Deforestation and habitat changes have shown an adverse effect on insect pollinators, seed predators, decomposers, and parasitoids, which are highly susceptible to these changes. The success of plant reproduction may be sensitive to the loss of pollinators [74, 116, 117]. Some the evidence suggests that pollinator populations are declining worldwide [74]. These changes result in the destruction of food sources, nesting, oviposition, resting, and mating sites [95]. The increase in population pressure and urbanization of wild and agricultural lands has disrupted the habitat of wild pollinators viz., moths [118], butterflies [119], and bees [70, 71, 120, 121] and managed pollinators experienced sudden colony losses [122]. With the increased demand for food crops and higher productivity by use of either plant production or plant protection chemicals has killed the pollinators directly, and eradicated alternative pollen sources from their natural forage species [123, 124]. The pollination host range of honeybees is wide, but they do not pollinate all types of the crop with equal efficiency, are not active under all climatic conditions [125]. Whereas, some of the bees have the ability to pollinate some crops at a higher level of efficiency, with their lower population densities, and with greater independence of climatic conditions [21, 126].

Database of wild pollinator populations and communities is one of severe lack of long term planning and evaluation of their valuation in much of the world, especially for invertebrate pollinators [127, 128, 129]. Such as European red List of bees, 57% of the European bee species were categorized as “data deficient”; butterflies and moths from parts of Africa that are described at threatened status also reported in the literature [130, 131, 132].

Emerging risks such as diseases, invasive alien species, pathogens, etc., threaten the pollinators, there should be phytosanitary and preventive measures that could be accompanied for the effective response to these emerging risks. Few regions in the world (parts of Australia, Seychelles), that are not affected by the ectoparasitic mite, Varroa destructor, the most detrimental honey bee pest [82, 133, 134]. These mites also act as a vector for a number of bee viruses, which might spill over to wild bee species [135].

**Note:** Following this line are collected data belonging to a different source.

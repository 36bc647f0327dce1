// Copyright The AgentSmith-Hub Authors
// SPDX-License-Identifier: Apache-2.0

use serde::{Deserialize, Serialize};

/// The runtime status of a component instance or a project, per spec §3.
///
/// State machine (component): `stopped -> starting -> running` on successful `Start`;
/// `running -> stopping -> stopped` on successful `Stop`; any construction/start failure moves
/// to `error`. An `error` component cannot be restarted implicitly — it requires an explicit
/// `start` once the underlying issue is addressed.
#[derive(Debug, Clone, Copy, PartialEq, Eq, Serialize, Deserialize, Default)]
#[serde(rename_all = "snake_case")]
pub enum ComponentStatus {
    /// Not running.
    #[default]
    Stopped,
    /// Transitioning from stopped to running.
    Starting,
    /// Running and serving.
    Running,
    /// Transitioning from running to stopped.
    Stopping,
    /// Construction or start failed; requires explicit intervention.
    Error,
}

impl ComponentStatus {
    /// Whether `Start` is valid from this state (idempotent with respect to `status`: starting
    /// an already-running instance is an error per spec §4.2).
    #[must_use]
    pub const fn can_start(self) -> bool {
        matches!(self, ComponentStatus::Stopped | ComponentStatus::Error)
    }

    /// Whether `Stop` is a meaningful transition from this state (`Stop` on a non-running
    /// instance is a no-op per spec §4.2, so this is only used to decide whether to actually
    /// invoke the adapter's `Stop`).
    #[must_use]
    pub const fn is_running(self) -> bool {
        matches!(self, ComponentStatus::Running)
    }
}

#[cfg(test)]
mod tests {
    use super::*;

    #[test]
    fn error_state_requires_explicit_start() {
        assert!(ComponentStatus::Error.can_start());
        assert!(!ComponentStatus::Running.can_start());
    }
}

7. Conclusion and future prospect of pollinators

Sustainable agriculture requires reliable pollinators, but a shortage of pollinators could not be strongly evidenced for food crisis or pollination crisis. Long-term data deficient on the pollinators’ population should be noted and there is no evidence of their decline over time, neither there is a framed definition to label pollinator crisis universally on that frame. The honeybee is a valuable pollinator to perform an important pollination function in the ecosystem. The decline in a number of managed pollinators in the system is due to some of the reasons such as introduced parasites and pathogens. There is a need for time to be compatible with and comprehensive management strategy of crop pollination for sustainable agriculture. Pollinators require to be managed through augmentation or conservation as needed to study their biology and ecology. Several studies that show the declining bee population poses a threat to global food security. Nesting habitat must be provided whether as a soil bed of a more or less special nature, or as stumps of trees and logs, or as rodent burrows for bumbles. Conservation of native pollinator habitat can be enhanced by changes in land use management strategies viz., non-cultivated patches of ground, setting up parks or protected areas for wildlife, flora, and fauna both at public and private areas. There should be a policy for arable, non-arable, and along with the roadside land that could facilitate the planting of wild plant flora which encourages pollinator populations. There should be judicious and timely use of pesticides that should ensure the protection of pollinators. There should be a crop pollination plan for all pollinator-dependent crops that must be included in the national or state crop production strategies. Farmer’s awareness camps should be organized in the rural areas about crop pollination and the role of pollinators should be described, so that there may be a change in plant protection chemicals patterns.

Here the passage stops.